* **Input data**

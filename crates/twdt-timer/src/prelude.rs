//! Prelude for twdt-timer.
//!
//! ```rust
//! use twdt_timer::prelude::*;
//!
//! let backend = ThreadTimerBackend::new();
//! assert!(!backend.has_live_timer());
//! ```

pub use crate::error::{TimerError, TimerResult};
pub use crate::manual_impl::{ManualTimer, ManualTimerBackend};
pub use crate::state::{TimerState, TimerStats, TimerStatus};
pub use crate::thread_impl::{ThreadTimer, ThreadTimerBackend};
pub use crate::timer::{TimeoutCallback, TimerBackend, TimerTick, WatchdogTimer};
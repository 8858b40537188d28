//! Host simulation: idle loops and worker threads feeding a task watchdog
//! driven by a real timer.

use std::sync::Arc;
use std::sync::atomic::{AtomicUsize, Ordering};
use std::thread::{self, JoinHandle};
use std::time::{Duration, Instant};

use serde::Serialize;
use twdt::{HostPlatform, Platform, TaskWatchdog, TwdtMetrics, WdtConfig};
use twdt_timer::ThreadTimerBackend;

use crate::error::CliError;

/// Idle loop tick interval.
const IDLE_INTERVAL: Duration = Duration::from_millis(1);

/// What to simulate.
#[derive(Debug, Clone)]
pub struct Scenario {
    pub config: WdtConfig,
    pub cores: u32,
    pub workers: usize,
    pub feed_interval: Duration,
    pub duration: Duration,
    /// Worker that stops feeding, and when.
    pub stall: Option<Stall>,
}

#[derive(Debug, Clone, Copy)]
pub struct Stall {
    pub worker: usize,
    pub after: Duration,
}

/// Result printed at the end of a run.
#[derive(Debug, Serialize)]
pub struct Summary {
    pub config: WdtConfig,
    pub cores: u32,
    pub workers: usize,
    pub elapsed_ms: u64,
    pub aborted: bool,
    pub metrics: TwdtMetrics,
}

pub fn run(scenario: &Scenario) -> Result<Summary, CliError> {
    let aborts = Arc::new(AtomicUsize::new(0));
    let platform = Arc::new(HostPlatform::with_cores(scenario.cores).with_abort_handler({
        let aborts = Arc::clone(&aborts);
        Arc::new(move |reason: &str| {
            tracing::error!(reason, "Watchdog requested abort");
            aborts.fetch_add(1, Ordering::SeqCst);
        })
    }));
    let watchdog = Arc::new(TaskWatchdog::new(
        Arc::clone(&platform) as Arc<dyn Platform>,
        Arc::new(ThreadTimerBackend::with_thread_name("twdt-timer")),
    ));
    watchdog.init(scenario.config)?;

    let idle_loops = scenario
        .config
        .idle_cores()
        .iter()
        .map(|core| platform.spawn_idle_loop(core, IDLE_INTERVAL))
        .collect::<Result<Vec<_>, _>>()?;

    let started = Instant::now();
    let deadline = started + scenario.duration;
    let mut handles = Vec::with_capacity(scenario.workers);
    for index in 0..scenario.workers {
        let watchdog = Arc::clone(&watchdog);
        let aborts = Arc::clone(&aborts);
        let interval = scenario.feed_interval;
        let stall_at = scenario
            .stall
            .filter(|s| s.worker == index)
            .map(|s| started + s.after);

        let handle = thread::Builder::new()
            .name(format!("worker-{index}"))
            .spawn(move || worker(&watchdog, index, interval, deadline, stall_at, &aborts))?;
        handles.push(handle);
    }

    join_workers(handles)?;

    let metrics = watchdog.metrics();
    // Idle subscriptions are released by deinit, so the loops can stop after.
    if watchdog.is_initialized() {
        watchdog.deinit()?;
    }
    drop(idle_loops);

    Ok(Summary {
        config: scenario.config,
        cores: scenario.cores,
        workers: scenario.workers,
        elapsed_ms: u64::try_from(started.elapsed().as_millis()).unwrap_or(u64::MAX),
        aborted: aborts.load(Ordering::SeqCst) > 0,
        metrics,
    })
}

/// Join every worker, then fail with the first worker error or panic.
fn join_workers(handles: Vec<JoinHandle<Result<(), CliError>>>) -> Result<(), CliError> {
    let mut first_error = None;
    for (index, handle) in handles.into_iter().enumerate() {
        let outcome = match handle.join() {
            Ok(result) => result,
            Err(_) => {
                tracing::error!(worker = index, "Worker thread panicked");
                Err(CliError::WorkerPanicked(index))
            }
        };
        if let Err(err) = outcome {
            if first_error.is_none() {
                first_error = Some(err);
            }
        }
    }
    first_error.map_or(Ok(()), Err)
}

fn worker(
    watchdog: &TaskWatchdog,
    index: usize,
    interval: Duration,
    deadline: Instant,
    stall_at: Option<Instant>,
    aborts: &AtomicUsize,
) -> Result<(), CliError> {
    let subscription = watchdog.subscribe_user(&format!("worker-{index}"))?;
    tracing::info!(worker = index, "Worker started");

    loop {
        let now = Instant::now();
        if now >= deadline || aborts.load(Ordering::SeqCst) > 0 {
            break;
        }
        if stall_at.is_some_and(|at| now >= at) {
            thread::sleep(interval);
            continue;
        }
        subscription.feed()?;
        thread::sleep(interval);
    }

    tracing::info!(worker = index, "Worker finished");
    Ok(())
}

* **Required action**
The answer must be every line from the records above that contains the word "outcome", copied in full.

* **Output**
        let outcome = match handle.join() {
        if let Err(err) = outcome {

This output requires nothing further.